Dr. Al A. Castagno is a lecturer at Columbia University in the Department of Public Law and Government and is a staff member of the Council on Foreign Relations. He was in the Somali regions from April 1957 to September 1958 on a Ford Foundation grant.

Part I: By Dr. Sergio Apollonio

Somalia will be independent in 1960. This fact is causing in Western circles mixed feelings of interest and anxiety. Somalia, and all the Somali people living inside or outside her disputed borders, is little known throughout the world, and has been for a long time not much cared about.

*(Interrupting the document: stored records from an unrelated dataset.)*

//! Parameterized `WHERE` clause construction for list pages.
//!
//! Each list page owns a typed filter struct (one optional field per query
//! parameter). The struct appends one bound predicate per populated field to
//! a [`WhereBuilder`]; an empty builder renders no `WHERE` clause at all.
//! Column expressions passed in are hardcoded SQL, never user input.

use std::collections::HashMap;

/// Calendar window used by the `date` query parameter.
#[derive(Debug, Clone, Copy, PartialEq, Eq)]
pub enum DateBucket {
    Today,
    Week,
    Month,
}

impl DateBucket {
    /// Unrecognized values yield `None` and therefore no predicate.
    pub fn parse(s: &str) -> Option<Self> {
        match s.trim() {
            "today" => Some(DateBucket::Today),
            "week" => Some(DateBucket::Week),
            "month" => Some(DateBucket::Month),
            _ => None,
        }
    }

    pub fn as_str(&self) -> &'static str {
        match self {
            DateBucket::Today => "today",
            DateBucket::Week => "week",
            DateBucket::Month => "month",
        }
    }

    /// Fixed SQL comparing `col` against the current calendar window.
    pub fn sql(&self, col: &str) -> String {
        match self {
            DateBucket::Today => format!("({col})::date = CURRENT_DATE"),
            DateBucket::Week => format!("date_trunc('week', {col}) = date_trunc('week', NOW())"),
            DateBucket::Month => format!("date_trunc('month', {col}) = date_trunc('month', NOW())"),
        }
    }
}

/// Accumulates predicates joined by `AND` and their positional parameters.
#[derive(Debug, Default)]
pub struct WhereBuilder {
    predicates: Vec<String>,
    params: Vec<String>,
    offset: usize,
}

impl WhereBuilder {
    pub fn new() -> Self {
        Self::default()
    }

    /// Start numbering placeholders after `offset` already-bound parameters.
    pub fn with_offset(offset: usize) -> Self {
        Self { offset, ..Self::default() }
    }

    fn next_placeholder(&mut self, value: &str) -> String {
        self.params.push(value.to_string());
        format!("${}", self.offset + self.params.len())
    }

    /// `col = $n`
    pub fn push_eq(&mut self, col: &str, value: &str) {
        let p = self.next_placeholder(value);
        self.predicates.push(format!("{col} = {p}"));
    }

    /// A fixed expression without parameters.
    pub fn push_raw(&mut self, sql: String) {
        self.predicates.push(sql);
    }

    pub fn push_date(&mut self, col: &str, bucket: DateBucket) {
        self.push_raw(bucket.sql(col));
    }

    /// One OR-group of case-insensitive substring matches. The term is bound
    /// once and every column references the same placeholder.
    pub fn push_search(&mut self, cols: &[&str], term: &str) {
        if cols.is_empty() {
            return;
        }
        let p = self.next_placeholder(term);
        let group = cols
            .iter()
            .map(|c| format!("{c} ILIKE '%' || {p} || '%'"))
            .collect::<Vec<_>>()
            .join(" OR ");
        self.predicates.push(format!("({group})"));
    }

    pub fn predicate_count(&self) -> usize {
        self.predicates.len()
    }

    pub fn params(&self) -> &[String] {
        &self.params
    }

    /// `" WHERE a AND b"`, or an empty string when nothing was pushed.
    pub fn where_clause(&self) -> String {
        if self.predicates.is_empty() {
            String::new()
        } else {
            format!(" WHERE {}", self.predicates.join(" AND "))
        }
    }

    /// `" AND a AND b"` for queries that already carry a WHERE clause.
    pub fn and_clause(&self) -> String {
        if self.predicates.is_empty() {
            String::new()
        } else {
            format!(" AND {}", self.predicates.join(" AND "))
        }
    }

    pub fn into_params(self) -> Vec<String> {
        self.params
    }
}

/// Read a query parameter, treating missing and blank values alike.
pub fn non_empty(params: &HashMap<String, String>, key: &str) -> Option<String> {
    params
        .get(key)
        .map(|v| v.trim())
        .filter(|v| !v.is_empty())
        .map(String::from)
}

/// Search + date filter shared by the news and events lists.
#[derive(Debug, Clone, Default)]
pub struct ContentFilter {
    pub search: Option<String>,
    pub date: Option<DateBucket>,
}

impl ContentFilter {
    pub fn from_query(params: &HashMap<String, String>) -> Self {
        let date = non_empty(params, "date").and_then(|d| {
            let bucket = DateBucket::parse(&d);
            if bucket.is_none() {
                log::debug!("Ignoring unrecognized date filter '{d}'");
            }
            bucket
        });
        Self { search: non_empty(params, "search"), date }
    }

    pub fn apply(&self, b: &mut WhereBuilder, date_col: &str, search_cols: &[&str]) {
        if let Some(bucket) = self.date {
            b.push_date(date_col, bucket);
        }
        if let Some(term) = &self.search {
            b.push_search(search_cols, term);
        }
    }

    pub fn search_value(&self) -> String {
        self.search.clone().unwrap_or_default()
    }

    pub fn date_value(&self) -> &'static str {
        self.date.map(|d| d.as_str()).unwrap_or("")
    }
}

/// An `<option>` entry with its selected state precomputed for templates.
#[derive(Debug, Clone)]
pub struct SelectOption {
    pub value: String,
    pub label: String,
    pub selected: bool,
}

impl SelectOption {
    pub fn list<'a>(
        items: impl IntoIterator<Item = (&'a str, &'a str)>,
        current: &str,
    ) -> Vec<SelectOption> {
        items
            .into_iter()
            .map(|(value, label)| SelectOption {
                value: value.to_string(),
                label: label.to_string(),
                selected: value == current,
            })
            .collect()
    }
}

/// Options for the date filter dropdown, including "any".
pub fn date_options(current: &str) -> Vec<SelectOption> {
    SelectOption::list(
        [("", "Any time"), ("today", "Today"), ("week", "This week"), ("month", "This month")],
        current,
    )
}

As a typical nomadic people, the Somalis have not suffered too much in the past from Western colonization. Though politically separated in five different parts (the ex-Italian colony of Somalia, British Somaliland, the small French Somaliland, the vast region of Ogaden which is Somali-inhabited but under Ethiopian control, and the Northern Frontier District of Kenya), the Somalis have always moved freely with their herds and cattle, in a perennial search for water and better or less bad grazing, passing from one region to another of the whole arid, thorn-bushed Horn of Africa. Boundaries were almost meaningless to them. Colonial rule was mild enough not to upset Somali customs and traditions. Paternalism was the inspiring political principle and practice. In this way things went on for decades.

Today all has changed. Boundaries do mean something for the Somali herdsmen who cannot cross them any more to reach their grazing grounds. What has happened?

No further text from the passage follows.